▶ Activity
All lines in the records that carry the string "days" are to be shown.

▶ Provided material

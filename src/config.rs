// src/config.rs

//! Application configuration loaded from environment variables.
//!
//! This module defines all startup-time configuration for the service.
//! Configuration is validated eagerly and failures are treated as
//! deployment errors rather than recoverable runtime conditions.

use anyhow::Result;
use std::time::Duration;

// ============================================================
// Local macros (config-only, intentionally explicit)
// ============================================================

/// Reads a required environment variable.
///
/// # Behavior
/// - Fails fast if the variable is missing
/// - Produces a clear, human-readable error message
/// - Intended for startup-time configuration validation
macro_rules! required_env {
    // ---
    ($key:literal) => {
        std::env::var($key)
            .map_err(|_| anyhow::anyhow!(concat!("Missing required configuration: ", $key)))?
    };
}

/// Reads an optional environment variable and attempts to parse it.
///
/// If the variable is missing or cannot be parsed, the provided
/// default value is used. This macro is appropriate for non-critical
/// tuning parameters where fallback behavior is acceptable.
macro_rules! optional_env_parse {
    // ---
    ($key:literal, $ty:ty, $default:expr) => {
        std::env::var($key)
            .ok()
            .and_then(|v| v.parse::<$ty>().ok())
            .unwrap_or($default)
    };
}

#[cfg(test)]
/// Asserts that a configuration constructor fails due to a missing
/// required environment variable.
macro_rules! assert_missing_config {
    // ---
    ($expr:expr, $key:literal) => {{
        let err = $expr.expect_err("expected configuration error");
        assert!(
            err.to_string()
                .contains(concat!("Missing required configuration: ", $key)),
            "unexpected error: {err}"
        );
    }};
}

// ============================================================
// Public configuration facade
// ============================================================

/// Aggregated application configuration.
///
/// This is the single source of truth for startup configuration.
/// All required configuration is validated eagerly during initialization.
#[derive(Debug, Clone)]
pub struct AppConfig {
    pub relying_party: RelyingPartyConfig,
    pub ceremony: CeremonyConfig,
    pub session: SessionConfig,
    pub backend: BackendConfig,
    pub server: ServerConfig,
}

impl AppConfig {
    /// Loads and validates all application configuration from the environment.
    ///
    /// # Errors
    /// Returns an error if any required configuration is missing or invalid.
    /// This function is intended to be called exactly once at startup.
    pub fn from_env() -> Result<Self> {
        // ---
        Ok(Self {
            relying_party: RelyingPartyConfig::from_env()?,
            ceremony: CeremonyConfig::from_env()?,
            session: SessionConfig::from_env()?,
            backend: BackendConfig::from_env()?,
            server: ServerConfig::from_env(),
        })
    }
}

// ============================================================
// Relying party configuration
// ============================================================

mod relying_party {
    // ---
    use super::*;
    use reqwest::Url;

    /// Relying party identity that every response must match.
    #[derive(Debug, Clone, PartialEq, Eq)]
    pub struct RelyingPartyConfig {
        /// Relying Party ID (a domain name).
        pub rp_id: String,

        /// Human-readable Relying Party name.
        pub rp_name: String,

        /// Serialized origin (scheme://host[:port]) with no trailing slash.
        pub origin: String,
    }

    impl RelyingPartyConfig {
        /// Validates and normalizes a relying party identity.
        ///
        /// The origin must parse as a URL and its host must be the RP id or
        /// a subdomain of it.
        pub fn new(rp_id: &str, rp_name: &str, origin: &str) -> Result<Self> {
            // ---
            tracing::debug!("Validating relying party rp_id:{} origin:{}", rp_id, origin);

            anyhow::ensure!(!rp_id.trim().is_empty(), "RP id must not be empty");

            let url = Url::parse(origin)
                .map_err(|e| anyhow::anyhow!("Invalid origin '{origin}': {e}"))?;
            let host = url
                .host_str()
                .ok_or_else(|| anyhow::anyhow!("Origin '{origin}' has no host"))?;

            let rp_id = rp_id.to_ascii_lowercase();
            let host = host.to_ascii_lowercase();
            anyhow::ensure!(
                host == rp_id || host.ends_with(&format!(".{rp_id}")),
                "Origin host '{host}' is not within RP id '{rp_id}'"
            );

            Ok(Self {
                rp_id,
                rp_name: rp_name.to_string(),
                origin: url.origin().ascii_serialization(),
            })
        }

        /// Builds a [`RelyingPartyConfig`] from environment variables.
        ///
        /// # Errors
        /// RP id and origin are security-critical and must be explicitly provided.
        pub fn from_env() -> Result<Self> {
            // ---
            let rp_id = required_env!("PASSKEY_RP_ID");
            let origin = required_env!("PASSKEY_ORIGIN");

            let rp_name = std::env::var("PASSKEY_RP_NAME")
                .unwrap_or_else(|_| "Passkey Ceremony".to_string());

            Self::new(&rp_id, &rp_name, &origin)
        }
    }
}
pub use relying_party::RelyingPartyConfig;

// ============================================================
// Ceremony configuration
// ============================================================

mod ceremony {
    // ---
    use super::*;
    use crate::ceremony::CounterPolicy;

    /// Smallest challenge the tracker will ever mint.
    pub const MIN_CHALLENGE_BYTES: usize = 16;

    /// Longest a pending ceremony may stay open (one hour).
    pub const MAX_CEREMONY_TIMEOUT_SECS: u64 = 3_600;

    /// Tuning for challenge issuance and verification policy.
    #[derive(Debug, Clone, PartialEq, Eq)]
    pub struct CeremonyConfig {
        /// How long a pending ceremony stays valid. Defaults to 60 seconds.
        pub timeout: Duration,

        /// Random bytes per challenge. Defaults to 32, never below 16.
        pub challenge_bytes: usize,

        /// How to treat authenticators that never advance their counter.
        pub counter_policy: CounterPolicy,

        /// Lowercase usernames before lookup and storage. Defaults to false.
        pub fold_username_case: bool,
    }

    impl Default for CeremonyConfig {
        fn default() -> Self {
            Self {
                timeout: Duration::from_secs(60),
                challenge_bytes: 32,
                counter_policy: CounterPolicy::AllowCounterless,
                fold_username_case: false,
            }
        }
    }

    impl CeremonyConfig {
        /// Builds a [`CeremonyConfig`] from environment variables.
        ///
        /// # Errors
        /// Fails if the timeout is zero or above [`MAX_CEREMONY_TIMEOUT_SECS`],
        /// the challenge length is below the minimum, or the counter policy
        /// is not recognized.
        pub fn from_env() -> Result<Self> {
            // ---
            let timeout_secs = optional_env_parse!("PASSKEY_CEREMONY_TIMEOUT_SEC", u64, 60);
            let challenge_bytes = optional_env_parse!("PASSKEY_CHALLENGE_BYTES", usize, 32);
            let fold_username_case = optional_env_parse!("PASSKEY_USERNAME_CASE_FOLD", bool, false);

            let counter_policy = match std::env::var("PASSKEY_COUNTER_POLICY") {
                Ok(raw) => raw.parse::<CounterPolicy>()?,
                Err(_) => CounterPolicy::AllowCounterless,
            };

            anyhow::ensure!(
                (1..=MAX_CEREMONY_TIMEOUT_SECS).contains(&timeout_secs),
                "PASSKEY_CEREMONY_TIMEOUT_SEC must be between 1 and {MAX_CEREMONY_TIMEOUT_SECS}, got {timeout_secs}"
            );
            anyhow::ensure!(
                challenge_bytes >= MIN_CHALLENGE_BYTES,
                "PASSKEY_CHALLENGE_BYTES must be at least {MIN_CHALLENGE_BYTES}, got {challenge_bytes}"
            );

            Ok(Self {
                timeout: Duration::from_secs(timeout_secs),
                challenge_bytes,
                counter_policy,
                fold_username_case,
            })
        }
    }
}
pub use ceremony::{CeremonyConfig, MAX_CEREMONY_TIMEOUT_SECS, MIN_CHALLENGE_BYTES};

// ============================================================
// Session configuration
// ============================================================

mod session {
    // ---
    use super::*;

    /// Session lifetime cap in seconds (7 days).
    const DEFAULT_SESSION_LIFETIME_SECS: u64 = 604_800;

    /// Upper bound on a configured lifetime (365 days).
    pub const MAX_SESSION_LIFETIME_SECS: u64 = 31_536_000;

    #[derive(Debug, Clone, PartialEq, Eq)]
    pub struct SessionConfig {
        /// Maximum age of an authenticated session.
        pub lifetime: Duration,
    }

    impl Default for SessionConfig {
        fn default() -> Self {
            Self {
                lifetime: Duration::from_secs(DEFAULT_SESSION_LIFETIME_SECS),
            }
        }
    }

    impl SessionConfig {
        /// # Errors
        /// Fails if the lifetime is zero or above [`MAX_SESSION_LIFETIME_SECS`].
        pub fn from_env() -> Result<Self> {
            // ---
            let secs = optional_env_parse!(
                "PASSKEY_SESSION_LIFETIME_SEC",
                u64,
                DEFAULT_SESSION_LIFETIME_SECS
            );
            anyhow::ensure!(
                (1..=MAX_SESSION_LIFETIME_SECS).contains(&secs),
                "PASSKEY_SESSION_LIFETIME_SEC must be between 1 and {MAX_SESSION_LIFETIME_SECS}, got {secs}"
            );
            Ok(Self {
                lifetime: Duration::from_secs(secs),
            })
        }
    }
}
pub use session::{SessionConfig, MAX_SESSION_LIFETIME_SECS};

// ============================================================
// Backend configuration
// ============================================================

mod backend {
    // ---
    use super::*;

    /// Database-related configuration derived from environment variables.
    #[derive(Debug, Clone)]
    pub struct DatabaseConfig {
        /// PostgreSQL connection string.
        pub database_url: String,

        /// Maximum time to wait when acquiring a connection from the pool. Defaults to 30 seconds.
        pub acquire_timeout: Duration,

        /// Maximum number of connections open concurrently. Defaults to 15.
        pub max_connections: u32,
    }

    impl DatabaseConfig {
        /// Builds a [`DatabaseConfig`] from environment variables.
        ///
        /// # Errors
        /// Returns an error if `DATABASE_URL` is missing.
        pub fn from_env() -> Result<Self> {
            // ---
            let database_url = required_env!("DATABASE_URL");
            let acquire_timeout_secs =
                optional_env_parse!("PASSKEY_DB_ACQUIRE_TIMEOUT_SEC", u64, 30);
            let max_connections = optional_env_parse!("PASSKEY_DB_MAX_CONNECTIONS", u32, 15);

            Ok(Self {
                database_url,
                acquire_timeout: Duration::from_secs(acquire_timeout_secs),
                max_connections,
            })
        }
    }

    /// Redis-related configuration used for pending ceremonies and sessions.
    #[derive(Debug, Clone)]
    pub struct RedisConfig {
        /// Redis connection string.
        pub url: String,
    }

    impl RedisConfig {
        pub fn from_env() -> Result<Self> {
            // ---
            let url = required_env!("PASSKEY_REDIS_URL");
            Ok(Self { url })
        }
    }

    /// Where users, credentials and session state live.
    #[derive(Debug, Clone)]
    pub enum BackendConfig {
        /// Process-local maps. State is lost on restart.
        Memory,
        /// Postgres for users and credentials, Redis for token-scoped state.
        Durable {
            database: DatabaseConfig,
            redis: RedisConfig,
        },
    }

    impl BackendConfig {
        /// Reads `PASSKEY_BACKEND` (`memory` or `durable`, default `memory`).
        pub fn from_env() -> Result<Self> {
            // ---
            let kind = std::env::var("PASSKEY_BACKEND").unwrap_or_else(|_| "memory".to_string());
            match kind.as_str() {
                "memory" => Ok(Self::Memory),
                "durable" => Ok(Self::Durable {
                    database: DatabaseConfig::from_env()?,
                    redis: RedisConfig::from_env()?,
                }),
                other => anyhow::bail!("Unknown PASSKEY_BACKEND '{other}' (expected memory or durable)"),
            }
        }
    }
}
pub use backend::{BackendConfig, DatabaseConfig, RedisConfig};

// ============================================================
// Server configuration
// ============================================================

mod server {
    // ---

    #[derive(Debug, Clone)]
    pub struct ServerConfig {
        /// Listen address. Defaults to 127.0.0.1:8080.
        pub bind_addr: String,

        /// `prom` for Prometheus metrics, anything else for no-op.
        pub metrics_type: String,

        /// Verifier the binary wires in. Only `digest` is built in.
        pub verifier: Option<String>,
    }

    impl ServerConfig {
        pub fn from_env() -> Self {
            // ---
            Self {
                bind_addr: std::env::var("PASSKEY_BIND_ADDR")
                    .unwrap_or_else(|_| "127.0.0.1:8080".to_string()),
                metrics_type: std::env::var("PASSKEY_METRICS_TYPE")
                    .unwrap_or_else(|_| "noop".to_string()),
                verifier: std::env::var("PASSKEY_VERIFIER").ok(),
            }
        }
    }
}
pub use server::ServerConfig;

// ============================================================
// Tests
// ============================================================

▶ Output for this exercise
    /// Session lifetime cap in seconds (7 days).
    /// Upper bound on a configured lifetime (365 days).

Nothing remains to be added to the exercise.